Le témoin a déclaré que, comme indiqué dans les images vidéo, les allégations selon lesquelles les soldats de M. Bemba étaient les auteurs des crimes perpétrés à Sibut étaient fausses. Dans la vidéo, le maire de Sibut affirmait que ses concitoyens et lui-même avaient fui leurs maisons pendant les trois mois d’occupation de la ville par les rebelles, qui avaient commencé en octobre 2002.
Le maire a raconté les nombreuses plaintes qu’il avait reçues verbalement de la part de civils concernant des pillages et des viols commis par les rebelles de M. Bozizé. Le vicaire d’un séminaire et d’autres habitants anonymes, présents également dans la vidéo, ont donné des récits similaires à celui du maire. Ils ont tous exprimé leurs remerciements aux « forces loyalistes » qui comprenaient le MLC et l’armée centrafricaine pour avoir chassé les rebelles et pour les avoir aidé à retrouver une vie normale.
Sibut est un des lieux dans lesquels les procureurs accusent les troupes de M. Bemba d’avoir perpétré des crimes généralisés.
Interrogé par l’avocat de l’accusation Jean-Jacques Badibanga pour savoir pourquoi Sibut était le seul endroit que la délégation avait visité, le ‘’témoin D04-21’’ a déclaré qu’il ne savait pas ce qui avait orienté le choix de cette ville.
M. Badibanga a également demandé pourquoi les journalistes avaient été invités à participer à la mission. Le témoin a répondu, « Je crois que la principale motivation de la présence de locaux et de la presse internationale était de collecter les bonnes informations sans risque de les dénaturer ».

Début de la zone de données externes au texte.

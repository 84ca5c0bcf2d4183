//! Per-directive parsers.
//!
//! A directive is located in two steps: [`find_next`] finds the next
//! `[NAME:` (or `[NAME]`) head, then [`DirectiveHead::locate`] finds where it
//! ends. Payloads that may carry their own brackets (code, question text) are
//! closed by depth counting; the rest end at the first `]`. The payload is then
//! handed to [`parse_payload`], which either produces a [`Directive`] or says
//! why the occurrence was rejected.

use std::ops::Range;
use std::sync::OnceLock;

use regex::Regex;
use serde::Serialize;
use thiserror::Error;

use crate::code_check::models::Language;
use crate::lesson::mini_test::{MiniTestCandidate, MiniTestValidation, MiniTestValidator};
use crate::lesson::models::{
    Action, BugfixTask, ChoicesData, CodeBlockData, FillBlankData, LiveCodingTask, Question,
    QuestionData, QuestionType, TaskData, TimedBugfixData,
};
use crate::lesson::scanner::find_closing_bracket;
use crate::lesson::segmenter::{peel_known, peel_trailing, split_list};
use crate::util::{cached_regex, unescape_newlines};

const CODE_BLOCK_FLAGS: &[&str] = &["true", "false", "editable", "runnable"];

#[derive(Debug, Clone, Copy, PartialEq, Eq, Hash, Serialize)]
#[serde(rename_all = "SCREAMING_SNAKE_CASE")]
pub enum DirectiveKind {
    Roadmap,
    CurrentStep,
    StepComplete,
    LessonComplete,
    CodeBlock,
    TestQuestion,
    MiniTest,
    FillBlank,
    TimedBugfix,
    Choices,
    Image,
    CreateLivecoding,
    CreateBugfix,
}

impl DirectiveKind {
    pub const ALL: [DirectiveKind; 13] = [
        DirectiveKind::Roadmap,
        DirectiveKind::CurrentStep,
        DirectiveKind::StepComplete,
        DirectiveKind::LessonComplete,
        DirectiveKind::CodeBlock,
        DirectiveKind::TestQuestion,
        DirectiveKind::MiniTest,
        DirectiveKind::FillBlank,
        DirectiveKind::TimedBugfix,
        DirectiveKind::Choices,
        DirectiveKind::Image,
        DirectiveKind::CreateLivecoding,
        DirectiveKind::CreateBugfix,
    ];

    pub fn name(self) -> &'static str {
        match self {
            DirectiveKind::Roadmap => "ROADMAP",
            DirectiveKind::CurrentStep => "CURRENT_STEP",
            DirectiveKind::StepComplete => "STEP_COMPLETE",
            DirectiveKind::LessonComplete => "LESSON_COMPLETE",
            DirectiveKind::CodeBlock => "CODE_BLOCK",
            DirectiveKind::TestQuestion => "TEST_QUESTION",
            DirectiveKind::MiniTest => "MINI_TEST",
            DirectiveKind::FillBlank => "FILL_BLANK",
            DirectiveKind::TimedBugfix => "TIMED_BUGFIX",
            DirectiveKind::Choices => "CHOICES",
            DirectiveKind::Image => "IMAGE",
            DirectiveKind::CreateLivecoding => "CREATE_LIVECODING",
            DirectiveKind::CreateBugfix => "CREATE_BUGFIX",
        }
    }

    /// Case-insensitive lookup by directive name.
    pub fn from_name(name: &str) -> Option<Self> {
        Self::ALL
            .into_iter()
            .find(|kind| kind.name().eq_ignore_ascii_case(name))
    }

    /// Whether the payload may contain balanced brackets of its own.
    fn nests(self) -> bool {
        !matches!(
            self,
            DirectiveKind::Roadmap
                | DirectiveKind::CurrentStep
                | DirectiveKind::StepComplete
                | DirectiveKind::LessonComplete
                | DirectiveKind::Choices
                | DirectiveKind::Image
        )
    }
}

/// Why one directive occurrence was not turned into output.
#[derive(Debug, Clone, Error)]
pub enum DirectiveError {
    #[error("no matching closing bracket")]
    Unclosed,

    #[error("missing language before the first comma")]
    MissingLanguage,

    #[error("expected {expected} comma-separated parts, found {found}")]
    InsufficientParts { found: usize, expected: usize },

    #[error("correct index {0} is outside 0..=3")]
    IndexOutOfRange(i64),

    #[error("'{0}' is not a valid number")]
    InvalidNumber(String),

    #[error("language '{0}' is not supported")]
    UnsupportedLanguage(String),

    #[error("{0} is empty")]
    EmptyField(&'static str),

    #[error("unexpected arguments '{0}'")]
    UnexpectedPayload(String),

    #[error("question failed validation ({} error(s))", .0.errors.len())]
    FailedValidation(MiniTestValidation),
}

/// A successfully parsed directive.
#[derive(Debug, Clone, PartialEq, Eq)]
pub enum Directive {
    Roadmap(String),
    CurrentStep(u32),
    StepComplete(u32),
    LessonComplete,
    Image(String),
    Action(Action),
}

/// The `[NAME:` or `[NAME]` opening of a directive.
#[derive(Debug, Clone, PartialEq, Eq)]
pub struct DirectiveHead {
    pub kind: DirectiveKind,
    /// Offset of the opening `[`.
    pub start: usize,
    /// Offset just past the `:` or `]` that follows the name.
    pub end: usize,
    /// The head was `[NAME]`, so there is no payload.
    pub bare: bool,
}

#[derive(Debug, Clone, PartialEq, Eq)]
pub struct Located<'a> {
    /// Whole directive including both brackets.
    pub span: Range<usize>,
    pub payload: &'a str,
}

/// Finds the next directive head at or after `from`.
pub fn find_next(text: &str, from: usize) -> Option<DirectiveHead> {
    static HEAD: OnceLock<Regex> = OnceLock::new();
    let head = cached_regex(
        &HEAD,
        r"(?i)\[(ROADMAP|CURRENT_STEP|STEP_COMPLETE|LESSON_COMPLETE|CODE_BLOCK|TEST_QUESTION|MINI_TEST|FILL_BLANK|TIMED_BUGFIX|CHOICES|IMAGE|CREATE_LIVECODING|CREATE_BUGFIX)\s*([:\]])",
    );

    if from > text.len() {
        return None;
    }
    let caps = head.captures_at(text, from)?;
    let whole = caps.get(0)?;
    Some(DirectiveHead {
        kind: DirectiveKind::from_name(&caps[1])?,
        start: whole.start(),
        end: whole.end(),
        bare: &caps[2] == "]",
    })
}

impl DirectiveHead {
    pub fn locate<'a>(&self, text: &'a str) -> Result<Located<'a>, DirectiveError> {
        if self.bare {
            return Ok(Located {
                span: self.start..self.end,
                payload: "",
            });
        }

        let close = if self.kind.nests() {
            find_closing_bracket(text, self.end)
        } else {
            // A flat payload cannot contain `[`; one opening first means the
            // `]` found later belongs to another directive.
            text[self.end..]
                .find(['[', ']'])
                .filter(|&i| text.as_bytes()[self.end + i] == b']')
                .map(|i| self.end + i)
        }
        .ok_or(DirectiveError::Unclosed)?;

        Ok(Located {
            span: self.start..close + 1,
            payload: &text[self.end..close],
        })
    }
}

pub fn parse_payload(
    kind: DirectiveKind,
    payload: &str,
    mini_tests: &dyn MiniTestValidator,
) -> Result<Directive, DirectiveError> {
    match kind {
        DirectiveKind::Roadmap => non_empty(payload, "roadmap").map(Directive::Roadmap),
        DirectiveKind::CurrentStep => parse_step(payload).map(Directive::CurrentStep),
        DirectiveKind::StepComplete => parse_step(payload).map(Directive::StepComplete),
        DirectiveKind::LessonComplete => {
            let rest = payload.trim();
            if rest.is_empty() {
                Ok(Directive::LessonComplete)
            } else {
                Err(DirectiveError::UnexpectedPayload(rest.to_string()))
            }
        }
        DirectiveKind::Image => non_empty(payload, "image query").map(Directive::Image),
        DirectiveKind::Choices => parse_choices(payload).map(Directive::Action),
        DirectiveKind::CodeBlock => parse_code_block(payload).map(Directive::Action),
        DirectiveKind::TestQuestion => parse_test_question(payload)
            .map(|question| Directive::Action(Action::TestQuestion(QuestionData { question }))),
        DirectiveKind::MiniTest => parse_mini_test(payload, mini_tests)
            .map(|question| Directive::Action(Action::MiniTest(QuestionData { question }))),
        DirectiveKind::FillBlank => parse_fill_blank(payload).map(Directive::Action),
        DirectiveKind::TimedBugfix => parse_timed_bugfix(payload).map(Directive::Action),
        DirectiveKind::CreateLivecoding => parse_create_livecoding(payload).map(Directive::Action),
        DirectiveKind::CreateBugfix => parse_create_bugfix(payload).map(Directive::Action),
    }
}

fn non_empty(value: &str, field: &'static str) -> Result<String, DirectiveError> {
    let value = value.trim();
    if value.is_empty() {
        Err(DirectiveError::EmptyField(field))
    } else {
        Ok(value.to_string())
    }
}

fn parse_step(payload: &str) -> Result<u32, DirectiveError> {
    let raw = payload.trim();
    if raw.is_empty() || !raw.bytes().all(|b| b.is_ascii_digit()) {
        return Err(DirectiveError::InvalidNumber(raw.to_string()));
    }
    raw.parse()
        .map_err(|_| DirectiveError::InvalidNumber(raw.to_string()))
}

fn parse_choices(payload: &str) -> Result<Action, DirectiveError> {
    let choices = split_list(payload);
    if choices.is_empty() {
        return Err(DirectiveError::EmptyField("choices"));
    }
    Ok(Action::Choices(ChoicesData { choices }))
}

/// `[CODE_BLOCK: language, code(, editable)(, runnable)]`
///
/// With a single trailing flag, the flag is `runnable`.
fn parse_code_block(payload: &str) -> Result<Action, DirectiveError> {
    let (language, rest) = payload
        .split_once(',')
        .ok_or(DirectiveError::MissingLanguage)?;
    let language = language.trim();
    if language.is_empty() {
        return Err(DirectiveError::MissingLanguage);
    }

    let segments = peel_known(rest, 2, CODE_BLOCK_FLAGS);
    let (editable, runnable) = match segments.params.as_slice() {
        [editable, runnable] => (flag(editable, "editable"), flag(runnable, "runnable")),
        [runnable] => (false, flag(runnable, "runnable")),
        _ => (false, false),
    };

    let code = unescape_newlines(strip_matching_quotes(segments.content));
    if code.trim().is_empty() {
        return Err(DirectiveError::EmptyField("code"));
    }

    Ok(Action::CodeBlock(CodeBlockData {
        language: language.to_string(),
        code,
        editable,
        runnable,
        readonly: !editable,
    }))
}

fn flag(token: &str, name: &str) -> bool {
    token.eq_ignore_ascii_case("true") || token.eq_ignore_ascii_case(name)
}

fn strip_matching_quotes(code: &str) -> &str {
    for quote in ['"', '\''] {
        if code.len() >= 2 && code.starts_with(quote) && code.ends_with(quote) {
            return &code[1..code.len() - 1];
        }
    }
    code
}

/// Question text, four options and an index, peeled from the end so the
/// question itself may contain commas.
fn split_question(payload: &str) -> Result<MiniTestCandidate, DirectiveError> {
    let segments = peel_trailing(payload, 5, |_| true);
    if segments.params.len() < 5 {
        return Err(DirectiveError::InsufficientParts {
            found: segments.params.len() + 1,
            expected: 6,
        });
    }

    let raw_index = segments.params[4];
    let correct_index = raw_index
        .parse::<i64>()
        .map_err(|_| DirectiveError::InvalidNumber(raw_index.to_string()))?;

    Ok(MiniTestCandidate {
        text: segments.content.to_string(),
        options: segments.params[..4]
            .iter()
            .map(|option| normalize_option(option))
            .collect(),
        correct_index,
    })
}

/// Drops a leading `A)`-style letter label.
fn normalize_option(option: &str) -> String {
    static LABEL: OnceLock<Regex> = OnceLock::new();
    cached_regex(&LABEL, r"(?i)^[a-d]\)\s*")
        .replace(option.trim(), "")
        .trim()
        .to_string()
}

fn parse_test_question(payload: &str) -> Result<Question, DirectiveError> {
    let candidate = split_question(payload)?;
    if !(0..4).contains(&candidate.correct_index) {
        return Err(DirectiveError::IndexOutOfRange(candidate.correct_index));
    }
    let text = non_empty(&candidate.text, "question")?;
    if candidate.options.iter().any(|o| o.is_empty()) {
        return Err(DirectiveError::EmptyField("option"));
    }

    let [a, b, c, d]: [String; 4] = candidate
        .options
        .try_into()
        .map_err(|_| DirectiveError::EmptyField("option"))?;
    Ok(Question {
        text,
        kind: QuestionType::MultipleChoice,
        options: [a, b, c, d],
        correct_index: candidate.correct_index as u8,
    })
}

/// Like TEST_QUESTION, but the question must also pass the mini-test validator.
fn parse_mini_test(
    payload: &str,
    validator: &dyn MiniTestValidator,
) -> Result<Question, DirectiveError> {
    let candidate = split_question(payload)?;
    let validation = validator.validate(&candidate);
    match validation.data {
        Some(question) if validation.is_valid => Ok(question),
        _ => Err(DirectiveError::FailedValidation(validation)),
    }
}

/// `[FILL_BLANK: code, blank1, blank2, ...]`
fn parse_fill_blank(payload: &str) -> Result<Action, DirectiveError> {
    let (code, blanks) = payload
        .split_once(',')
        .ok_or(DirectiveError::InsufficientParts {
            found: 1,
            expected: 2,
        })?;
    let code = unescape_newlines(&non_empty(code, "code")?);
    let blanks = split_list(blanks);
    if blanks.is_empty() {
        return Err(DirectiveError::EmptyField("blanks"));
    }
    Ok(Action::FillBlank(FillBlankData { code, blanks }))
}
//! Tracing initialisation.
//!
//! `RUST_LOG` drives the filter when set; otherwise this crate logs at the
//! configured level and tower-http at `info`. `LOG_FORMAT=json` switches to
//! structured JSON lines.

use tracing_subscriber::{layer::SubscriberExt, util::SubscriberInitExt, EnvFilter};

use crate::config::{Config, LogFormat};

pub fn init_tracing(config: &Config) {
    let filter = EnvFilter::try_from_default_env().unwrap_or_else(|_| {
        EnvFilter::new(format!(
            "{}={},tower_http=info",
            env!("CARGO_PKG_NAME").replace('-', "_"),
            &config.rust_log
        ))
    });

    let registry = tracing_subscriber::registry().with(filter);
    match config.log_format {
        LogFormat::Json => registry
            .with(tracing_subscriber::fmt::layer().json().with_target(true))
            .init(),
        LogFormat::Pretty => registry.with(tracing_subscriber::fmt::layer()).init(),
    }
}
//! Duplicate question suppression.
//!
//! Two questions are the same when their text matches and they offer the same
//! set of options, ignoring case, surrounding whitespace and option order.

use std::collections::HashSet;

use crate::lesson::models::Question;

pub fn question_key(question: &Question) -> String {
    let mut options: Vec<String> = question
        .options
        .iter()
        .map(|o| o.trim().to_lowercase())
        .collect();
    options.sort();
    format!(
        "{}::{}",
        question.text.trim().to_lowercase(),
        options.join("|")
    )
}

#[derive(Debug, Default)]
pub struct SeenQuestions {
    keys: HashSet<String>,
}

impl SeenQuestions {
    /// Returns `true` the first time a question is seen.
    pub fn insert(&mut self, question: &Question) -> bool {
        self.keys.insert(question_key(question))
    }
}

Le ‘‘témoin D04-21’’ a déclaré qu’un compte rendu de Radio France International (RFI), qui mentionnait les soldats du MLC parmi les auteurs des crimes, était basé sur des « appels téléphoniques anonymes ». « Ils ne sont pas allés sur le terrain. Lorsque la délégation du MLC est arrivée sur place, les informations obtenues ont été différentes », a t-il indiqué.
« Comment se fait-il que quelques jours après que les journalistes de RFI aient mené des enquêtes, la délégation du MLC arrive avec des journalistes de RFI dans leur sillage et que les informations collectées ne soient pas les mêmes ? », a demandé M. Badibanga.
Le témoin a précisé que les journalistes ne parlaient que des informations qui leur parvenaient mais qu’ils ne se rendaient pas sur le terrain pour vérifier les comptes rendus des crimes commis.
Le dernier jour de sa déposition, le témoin a déclaré que M. Bemba « avait perdu son autorité » sur ses troupes une fois qu’il les avait mis à la disposition des autorités centrafricaines. Il a affirmé que si l’accusé avait exercé un pouvoir sur ses troupes, il aurait « remis en cause » l’accord qu’il avait conclu avec Ange-Félix Patassé, président en exercice de la RCA.
« Les modalités de l’entente étaient que les autorités centrafricaines fournissaient les ressources logistiques, que le commandement des opérations était de la responsabilité des officiers de la RCA et que la gestion de la discipline des troupes était également de la responsabilité des autorités de la RCA », a précisé le témoin.
Il a ajouté que cet accord avait été conclu à la suite d’une discussion qui s’était tenue entre M. Patassé, maintenant décédé, et M. Bemba lorsque le président avait demandé aux troupes congolaises de l’aider dans sa campagne contre les insurgés.
Le procès se poursuivra lundi prochain avec la déposition d’un nouveau témoin.